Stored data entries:
Segment Open

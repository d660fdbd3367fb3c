//! Combo parsing: `"cmd+shift+p"` → [`ParsedCombo`].
//!
//! Two entry points:
//! - [`ParsedCombo::parse`] never fails. Unknown modifier segments are ignored
//!   and an empty or keyless combo yields a value that matches no event.
//! - [`ParsedCombo::try_parse`] is strict and reports a [`ComboError`], for
//!   tooling and configuration validation.

use std::fmt;
use std::str::FromStr;

use super::tokenizer::{tokenize, Token};

// ---------------------------------------------------------------------------
// ComboError
// ---------------------------------------------------------------------------

/// Errors from strict combo parsing.
#[derive(Debug, Clone, PartialEq, Eq, thiserror::Error)]
pub enum ComboError {
    #[error("combo is empty")]
    Empty,
    #[error("combo `{combo}` has no primary key")]
    MissingKey { combo: String },
    #[error("unknown modifier `{modifier}` in combo `{combo}`")]
    UnknownModifier { combo: String, modifier: String },
    #[error("modifier `{modifier}` appears more than once in combo `{combo}`")]
    DuplicateModifier { combo: String, modifier: String },
}

// ---------------------------------------------------------------------------
// Modifier names
// ---------------------------------------------------------------------------

#[derive(Debug, Clone, Copy, PartialEq, Eq)]
enum ModifierName {
    Cmd,
    Ctrl,
    Shift,
    Alt,
}

fn modifier_name(segment: &str) -> Option<ModifierName> {
    match segment {
        "cmd" | "command" | "mod" => Some(ModifierName::Cmd),
        "ctrl" | "control" => Some(ModifierName::Ctrl),
        "shift" => Some(ModifierName::Shift),
        "alt" | "option" => Some(ModifierName::Alt),
        _ => None,
    }
}

/// Canonical spelling of a key name.
///
/// Applied to combo keys, event keys and translated event codes alike, so
/// `"esc"`, `"Escape"` and `"escape"` all compare equal.
pub fn canonical_key(key: &str) -> String {
    let lower = key.to_lowercase();
    let canonical = match lower.as_str() {
        "esc" | "escape" => "escape",
        "return" | "enter" => "enter",
        " " | "space" | "spacebar" => "space",
        "arrowup" | "up" => "up",
        "arrowdown" | "down" => "down",
        "arrowleft" | "left" => "left",
        "arrowright" | "right" => "right",
        "del" | "delete" => "delete",
        _ => return lower,
    };
    canonical.to_owned()
}

/// Split the token stream into segments.
///
/// A `+` directly after another `+` (or at the very start) is the plus key
/// itself, so `"cmd++"` yields `["cmd", "+"]`. A trailing separator yields an
/// empty final segment.
fn segments(input: &str) -> Vec<String> {
    let mut out = Vec::new();
    let mut expect_segment = true;

    for (token, text) in tokenize(input) {
        match token {
            Token::Segment => {
                out.push(text);
                expect_segment = false;
            }
            Token::Plus if expect_segment => {
                out.push(text);
                expect_segment = false;
            }
            Token::Plus => expect_segment = true,
        }
    }

    if expect_segment && !out.is_empty() {
        out.push(String::new());
    }
    out
}

// ---------------------------------------------------------------------------
// ParsedCombo
// ---------------------------------------------------------------------------

/// A key combination: one primary key plus a modifier set.
///
/// `cmd` is the platform mod key (Command on Apple, Control elsewhere);
/// `ctrl` is always the literal Control key.
#[derive(Debug, Clone, PartialEq, Eq, Hash, Default)]
pub struct ParsedCombo {
    /// Canonical primary key. Empty when the combo had no usable key.
    pub key: String,
    pub cmd: bool,
    pub ctrl: bool,
    pub shift: bool,
    pub alt: bool,
}

impl ParsedCombo {
    /// Parse permissively. Never fails.
    pub fn parse(combo: &str) -> Self {
        let parts = segments(&combo.to_lowercase());
        let Some((last, modifiers)) = parts.split_last() else {
            return Self::default();
        };

        let mut parsed = ParsedCombo {
            key: canonical_key(last),
            ..Self::default()
        };
        for segment in modifiers {
            match modifier_name(segment) {
                Some(ModifierName::Cmd) => parsed.cmd = true,
                Some(ModifierName::Ctrl) => parsed.ctrl = true,
                Some(ModifierName::Shift) => parsed.shift = true,
                Some(ModifierName::Alt) => parsed.alt = true,
                None => {}
            }
        }
        parsed
    }

    /// Parse strictly, rejecting anything [`parse`](Self::parse) would
    /// silently paper over.
    pub fn try_parse(combo: &str) -> Result<Self, ComboError> {
        let lower = combo.to_lowercase();
        let parts = segments(&lower);
        let Some((last, modifiers)) = parts.split_last() else {
            return Err(ComboError::Empty);
        };

        if last.is_empty() || modifier_name(last).is_some() {
            return Err(ComboError::MissingKey {
                combo: combo.to_owned(),
            });
        }

        let mut seen = Vec::with_capacity(modifiers.len());
        for segment in modifiers {
            let Some(name) = modifier_name(segment) else {
                return Err(ComboError::UnknownModifier {
                    combo: combo.to_owned(),
                    modifier: segment.clone(),
                });
            };
            if seen.contains(&name) {
                return Err(ComboError::DuplicateModifier {
                    combo: combo.to_owned(),
                    modifier: segment.clone(),
                });
            }
            seen.push(name);
        }

        Ok(Self::parse(&lower))
    }

    /// Whether this combo can match any event at all.
    pub fn is_matchable(&self) -> bool {
        !self.key.is_empty()
    }

    /// Whether any modifier is requested.
    pub fn has_modifiers(&self) -> bool {
        self.cmd || self.ctrl || self.shift || self.alt
    }
}

impl FromStr for ParsedCombo {
    type Err = ComboError;

    fn from_str(s: &str) -> Result<Self, Self::Err> {
        Self::try_parse(s)
    }
}

/// Canonical form: `cmd+ctrl+alt+shift+key`. Two combos that match the same
/// events render identically.
impl fmt::Display for ParsedCombo {
    fn fmt(&self, f: &mut fmt::Formatter<'_>) -> fmt::Result {
        for (on, name) in [
            (self.cmd, "cmd"),
            (self.ctrl, "ctrl"),
            (self.alt, "alt"),
            (self.shift, "shift"),
        ] {
            if on {
                write!(f, "{name}+")?;
            }
        }
        f.write_str(&self.key)
    }
}

// ===========================================================================
// Tests
// ===========================================================================

#[cfg(test)]
mod tests {
    use super::*;

    // ── Permissive parse ─────────────────────────────────────────────

    #[test]
    fn parse_single_key() {
        let parsed = ParsedCombo::parse("escape");
        assert_eq!(parsed.key, "escape");
        assert!(!parsed.has_modifiers());
    }

    #[test]
    fn parse_modifiers() {
        let parsed = ParsedCombo::parse("cmd+shift+p");
        assert_eq!(
            parsed,
            ParsedCombo {
                key: "p".into(),
                cmd: true,
                ctrl: false,
                shift: true,
                alt: false,
            }
        );
    }

    #[test]
    fn parse_modifier_aliases() {
        assert!(ParsedCombo::parse("command+k").cmd);
        assert!(ParsedCombo::parse("mod+k").cmd);
        assert!(ParsedCombo::parse("control+k").ctrl);
        assert!(ParsedCombo::parse("option+k").alt);
    }

    #[test]
    fn parse_is_case_insensitive() {
        assert_eq!(ParsedCombo::parse("Cmd+Shift+P"), ParsedCombo::parse("cmd+shift+p"));
    }

    #[test]
    fn parse_key_aliases() {
        assert_eq!(ParsedCombo::parse("esc").key, "escape");
        assert_eq!(ParsedCombo::parse("return").key, "enter");
        assert_eq!(ParsedCombo::parse("arrowup").key, "up");
        assert_eq!(ParsedCombo::parse("ArrowDown").key, "down");
        assert_eq!(ParsedCombo::parse("del").key, "delete");
    }

    #[test]
    fn parse_plus_key() {
        let parsed = ParsedCombo::parse("cmd++");
        assert_eq!(parsed.key, "+");
        assert!(parsed.cmd);
        assert_eq!(ParsedCombo::parse("+").key, "+");
    }

    #[test]
    fn parse_ignores_unknown_modifiers() {
        let parsed = ParsedCombo::parse("hyper+k");
        assert_eq!(parsed.key, "k");
        assert!(!parsed.has_modifiers());
    }

    #[test]
    fn parse_malformed_is_unmatchable() {
        assert!(!ParsedCombo::parse("").is_matchable());
        assert!(!ParsedCombo::parse("cmd+").is_matchable());
        assert!(ParsedCombo::parse("k").is_matchable());
    }

    // ── Strict parse ─────────────────────────────────────────────────

    #[test]
    fn try_parse_ok() {
        let parsed: ParsedCombo = "ctrl+alt+delete".parse().unwrap();
        assert!(parsed.ctrl && parsed.alt);
        assert_eq!(parsed.key, "delete");
    }

    #[test]
    fn try_parse_empty() {
        assert_eq!(ParsedCombo::try_parse("  "), Err(ComboError::Empty));
    }

    #[test]
    fn try_parse_missing_key() {
        assert!(matches!(
            ParsedCombo::try_parse("cmd+"),
            Err(ComboError::MissingKey { .. })
        ));
        assert!(matches!(
            ParsedCombo::try_parse("cmd+shift"),
            Err(ComboError::MissingKey { .. })
        ));
    }

    #[test]
    fn try_parse_unknown_modifier() {
        let err = ParsedCombo::try_parse("hyper+k").unwrap_err();
        assert_eq!(
            err,
            ComboError::UnknownModifier {
                combo: "hyper+k".into(),
                modifier: "hyper".into(),
            }
        );
        assert_eq!(err.to_string(), "unknown modifier `hyper` in combo `hyper+k`");
    }

    #[test]
    fn try_parse_duplicate_modifier() {
        assert!(matches!(
            ParsedCombo::try_parse("cmd+mod+k"),
            Err(ComboError::DuplicateModifier { .. })
        ));
    }

    // ── Display ──────────────────────────────────────────────────────

    #[test]
    fn display_is_canonical() {
        assert_eq!(ParsedCombo::parse("shift+mod+P").to_string(), "cmd+shift+p");
        assert_eq!(ParsedCombo::parse("option+control+esc").to_string(), "ctrl+alt+escape");
    }
}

Segment Closed

Instructions for the task:
Your reply must contain exactly the lines from the first line of the data through the line holding "pub enum ComboError", and nothing more.

Result of this exercise:
repository d660fdbd3367fb3c
//! Combo parsing: `"cmd+shift+p"` → [`ParsedCombo`].
//!
//! Two entry points:
//! - [`ParsedCombo::parse`] never fails. Unknown modifier segments are ignored
//!   and an empty or keyless combo yields a value that matches no event.
//! - [`ParsedCombo::try_parse`] is strict and reports a [`ComboError`], for
//!   tooling and configuration validation.

use std::fmt;
use std::str::FromStr;

use super::tokenizer::{tokenize, Token};

// ---------------------------------------------------------------------------
// ComboError
// ---------------------------------------------------------------------------

/// Errors from strict combo parsing.
#[derive(Debug, Clone, PartialEq, Eq, thiserror::Error)]
pub enum ComboError {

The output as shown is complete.